- The Washington Times - Wednesday, April 3, 2002

ANNAPOLIS A bipartisan coalition of Maryland senators failed yesterday to block a plan that would raise the state cigarette tax by 34 cents per pack to pay for a massive increase in school spending.
Opponents argued that the proposal is an irresponsible scheme that will commit lawmakers to a bigger and broader tax increase after the November election.
The plan's lead proponent Sen. Barbara A. Hoffman, Baltimore Democrat and chairman of the Budget and Taxation Committee contends the tax increase will raise about $103 million through next year, then about $70 million annually.
"I would suggest that this doesn't even come close to covering the cost of [the school-spending increases]," said Senate Minority Leader J. Lowell Stoltzfus, Eastern Shore Republican, adding that the bill would have the largest fiscal impact of any in state history.
The proposal is slated for a final vote today with an attempt to filibuster, but Senate President Thomas V. Mike Miller Jr. said he does not expect these efforts to keep the measure from receiving a final vote by tomorrow.
Mr. Stoltzfus said that the deficit is expected to be at least $760 million next year and to get worse thereafter without new spending called for in the bill.
The spending plan would increase aid to local public schools by $73 million next year and continue escalating annually with a $1.3 billion increase projected in 2008.
"I don't know how you're going to get the money" after the first two years, said Mrs. Hoffman. But she said the legislature has "always backed into" funding increases, not knowing how they would cover the cost of some policy changes.
The bill was based on a statewide panel's recommendations on how to ensure equal educational opportunities for students in the state's poorer jurisdictions.
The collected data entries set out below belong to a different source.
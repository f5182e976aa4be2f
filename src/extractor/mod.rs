//! Embedded metadata extraction.
//!
//! Reads the metadata blocks image containers carry and turns them into a
//! partial [`MetadataRecord`]. The container is detected from magic bytes,
//! never from the file extension:
//!
//! | Container | EXIF (TIFF structure) | IPTC |
//! |-----------|-----------------------|------|
//! | JPEG | APP1 `Exif\0\0` segment | APP13 Photoshop 8BIM resource |
//! | TIFF | the file itself | IFD0 tags 33723 / 34377 |
//! | PNG | `eXIf` chunk | none |
//! | WebP | `EXIF` RIFF chunk | none |
//!
//! ## Field mapping
//!
//! | Record field | Source, in order of preference |
//! |--------------|-------------------------------|
//! | `title` | IPTC ObjectName (2:05), Windows XPTitle |
//! | `description` | IPTC Caption-Abstract (2:120), EXIF ImageDescription |
//! | `keywords` | IPTC Keywords (2:25) |
//! | `date` | DateTimeOriginal + SubSecTimeOriginal + OffsetTimeOriginal, then DateTime + SubSecTime + OffsetTime |
//! | `camera_make`, `camera_model`, `lens` | EXIF Make, Model, LensModel |
//! | `latitude`, `longitude` | GPS IFD, signed decimal degrees |
//!
//! A file without any metadata block yields an empty record. Structural
//! damage (a segment or IFD running past the end of the data) and malformed
//! timestamps are [`MetadataParseError`]s, which callers treat per item.

mod exif;
pub mod iptc;

use crate::metadata::{self, MetadataRecord, Timestamp, TimestampError};
use std::fs;
use std::path::Path;
use thiserror::Error;

#[derive(Error, Debug)]
pub enum MetadataParseError {
    #[error("IO error: {0}")]
    Io(#[from] std::io::Error),
    #[error("truncated {what} at offset {offset}")]
    Truncated { what: &'static str, offset: usize },
    #[error("invalid {field}: {source}")]
    Timestamp {
        field: &'static str,
        #[source]
        source: TimestampError,
    },
    #[error("invalid front matter: {0}")]
    FrontMatter(#[from] serde_yaml::Error),
}

/// Read a file and extract its embedded metadata.
pub fn extract(path: &Path) -> Result<MetadataRecord, MetadataParseError> {
    let data = fs::read(path)?;
    extract_from_bytes(&data)
}

/// Extract embedded metadata from an in-memory file.
pub fn extract_from_bytes(data: &[u8]) -> Result<MetadataRecord, MetadataParseError> {
    let blocks = match Container::detect(data) {
        Container::Jpeg => jpeg_blocks(data)?,
        Container::Tiff => Blocks {
            tiff: Some(data),
            iim: None,
        },
        Container::Png => png_blocks(data)?,
        Container::WebP => webp_blocks(data)?,
        Container::Unknown => Blocks::default(),
    };

    let mut fields = match blocks.tiff {
        Some(tiff) => exif::read_tiff(tiff)?.unwrap_or_default(),
        None => exif::ExifFields::default(),
    };
    if let Some(iim) = blocks.iim {
        let parsed = iptc::parse_iim(iim);
        if !parsed.is_empty() {
            fields.iptc = parsed;
        }
    }

    build_record(fields)
}

#[derive(Debug, Clone, Copy, PartialEq, Eq)]
enum Container {
    Jpeg,
    Tiff,
    Png,
    WebP,
    Unknown,
}

impl Container {
    fn detect(data: &[u8]) -> Self {
        if data.starts_with(&[0xFF, 0xD8]) {
            Container::Jpeg
        } else if data.starts_with(b"II*\0") || data.starts_with(b"MM\0*") {
            Container::Tiff
        } else if data.starts_with(b"\x89PNG\r\n\x1a\n") {
            Container::Png
        } else if data.len() >= 12 && data.starts_with(b"RIFF") && &data[8..12] == b"WEBP" {
            Container::WebP
        } else {
            Container::Unknown
        }
    }
}

/// Raw metadata blocks located inside a container.
#[derive(Default)]
struct Blocks<'a> {
    tiff: Option<&'a [u8]>,
    iim: Option<&'a [u8]>,
}

const EXIF_HEADER: &[u8] = b"Exif\0\0";
const PHOTOSHOP_HEADER: &[u8] = b"Photoshop 3.0\0";

fn truncated(what: &'static str, offset: usize) -> MetadataParseError {
    MetadataParseError::Truncated { what, offset }
}

/// Walk JPEG marker segments up to the start of scan.
fn jpeg_blocks(data: &[u8]) -> Result<Blocks<'_>, MetadataParseError> {
    let mut blocks = Blocks::default();
    let mut pos = 2;

    while pos + 1 < data.len() {
        if data[pos] != 0xFF {
            break;
        }
        let marker = data[pos + 1];
        match marker {
            // Fill byte before a marker.
            0xFF => {
                pos += 1;
                continue;
            }
            // SOS, EOI: no metadata segments follow.
            0xDA | 0xD9 => break,
            // Standalone markers carry no length.
            0x01 | 0xD0..=0xD7 => {
                pos += 2;
                continue;
            }
            _ => {}
        }

        let len_bytes = data
            .get(pos + 2..pos + 4)
            .ok_or_else(|| truncated("JPEG segment length", pos))?;
        let len = usize::from(u16::from_be_bytes([len_bytes[0], len_bytes[1]]));
        if len < 2 {
            return Err(truncated("JPEG segment", pos));
        }
        let payload = data
            .get(pos + 4..pos + 2 + len)
            .ok_or_else(|| truncated("JPEG segment", pos))?;

        match marker {
            0xE1 if blocks.tiff.is_none() => {
                if let Some(tiff) = payload.strip_prefix(EXIF_HEADER) {
                    blocks.tiff = Some(tiff);
                }
            }
            0xED if blocks.iim.is_none() && payload.starts_with(PHOTOSHOP_HEADER) => {
                blocks.iim = iptc::find_in_resources(payload);
            }
            _ => {}
        }
        pos += 2 + len;
    }

    Ok(blocks)
}

/// Find the `eXIf` chunk, stopping at image data end.
fn png_blocks(data: &[u8]) -> Result<Blocks<'_>, MetadataParseError> {
    let mut blocks = Blocks::default();
    let mut pos = 8;

    while pos + 8 <= data.len() {
        let len = u32::from_be_bytes([data[pos], data[pos + 1], data[pos + 2], data[pos + 3]])
            as usize;
        let kind = &data[pos + 4..pos + 8];
        let body = pos
            .checked_add(8 + len)
            .and_then(|end| data.get(pos + 8..end))
            .ok_or_else(|| truncated("PNG chunk", pos))?;
        match kind {
            b"eXIf" => {
                blocks.tiff = Some(body);
                break;
            }
            b"IEND" => break,
            _ => {}
        }
        // Chunk data is followed by a 4-byte CRC.
        pos += 12 + len;
    }

    Ok(blocks)
}

/// Find the `EXIF` chunk in a RIFF/WEBP file.
fn webp_blocks(data: &[u8]) -> Result<Blocks<'_>, MetadataParseError> {
    let mut blocks = Blocks::default();
    let mut pos = 12;

    while pos + 8 <= data.len() {
        let kind = &data[pos..pos + 4];
        let len = u32::from_le_bytes([data[pos + 4], data[pos + 5], data[pos + 6], data[pos + 7]])
            as usize;
        let body = pos
            .checked_add(8 + len)
            .and_then(|end| data.get(pos + 8..end))
            .ok_or_else(|| truncated("WebP chunk", pos))?;
        if kind == b"EXIF" {
            // Some writers keep the JPEG-style header in front of the TIFF data.
            blocks.tiff = Some(body.strip_prefix(EXIF_HEADER).unwrap_or(body));
            break;
        }
        pos += 8 + len + len % 2;
    }

    Ok(blocks)
}

fn exif_timestamp(
    field: &'static str,
    datetime: Option<&str>,
    subsec: Option<&str>,
    offset: Option<&str>,
) -> Result<Option<Timestamp>, MetadataParseError> {
    let Some(datetime) = datetime else {
        return Ok(None);
    };
    Timestamp::from_exif(datetime, subsec, offset)
        .map_err(|source| MetadataParseError::Timestamp { field, source })
}

fn build_record(fields: exif::ExifFields) -> Result<MetadataRecord, MetadataParseError> {
    let mut record = MetadataRecord::new();

    let original = exif_timestamp(
        "DateTimeOriginal",
        fields.date_time_original.as_deref(),
        fields.subsec_time_original.as_deref(),
        fields.offset_time_original.as_deref(),
    )?;
    let date = match original {
        Some(ts) => Some(ts),
        None => exif_timestamp(
            "DateTime",
            fields.date_time.as_deref(),
            fields.subsec_time.as_deref(),
            fields.offset_time.as_deref(),
        )?,
    };
    if let Some(date) = date {
        record.insert(metadata::DATE, date);
    }

    let iptc = fields.iptc;
    if let Some(title) = iptc.object_name.or(fields.xp_title) {
        record.insert(metadata::TITLE, title);
    }
    if let Some(description) = iptc.caption.or(fields.image_description) {
        record.insert(metadata::DESCRIPTION, description);
    }
    if !iptc.keywords.is_empty() {
        record.insert(metadata::KEYWORDS, iptc.keywords);
    }

    let text_fields = [
        (metadata::CAMERA_MAKE, fields.make),
        (metadata::CAMERA_MODEL, fields.model),
        (metadata::LENS, fields.lens),
    ];
    for (key, value) in text_fields {
        if let Some(value) = value {
            record.insert(key, value);
        }
    }
    if let Some(lat) = fields.latitude {
        record.insert(metadata::LATITUDE, lat);
    }
    if let Some(lon) = fields.longitude {
        record.insert(metadata::LONGITUDE, lon);
    }

    Ok(record)
}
But the bill was revised Friday by two Senate committees to send an extra $80 million annually to Montgomery County, one of the state's wealthiest jurisdictions, with an eye to winning the votes of that county's lawmakers.
It also mandates statewide all-day kindergarten and, for poor families, preschool for 4-year-olds.
The Senate gave preliminary approval to the committee revisions yesterday on a 31-15 vote.
But House leaders were balking at the Senate proposal and looking to counter it while sounding warnings about "fiscal irresponsibility."
The Senate suspended debate in the afternoon to wait for an amendment that would increase state spending for private-school textbooks to $7 million by 2008.
That proposal failed although Mr. Miller, Prince George's Democrat, said he expected the extra private-school funding to win three more votes for the bill and ensure that he could avoid a filibuster.
Conservatives scored one victory yesterday when Sen. Sandra Schrader, Howard/Prince George's Republican, won a vote that stopped the state from giving county and city councils or commissioners power to override tax caps that voters approved by referendum.
Sen. Alex X. Mooney, Frederick/Washington Republican, said raising the tobacco tax to a full $1 per pack will cause the state to lose sales- and gas-tax revenues as Maryland residents, most of whom live within easy driving distance of states with lower tobacco taxes, shop across the border. Maryland's tax is already among the highest in the nation, and neighboring states' levies are all lower including Virginia's, which at 2.5 cents per pack is the country's lowest.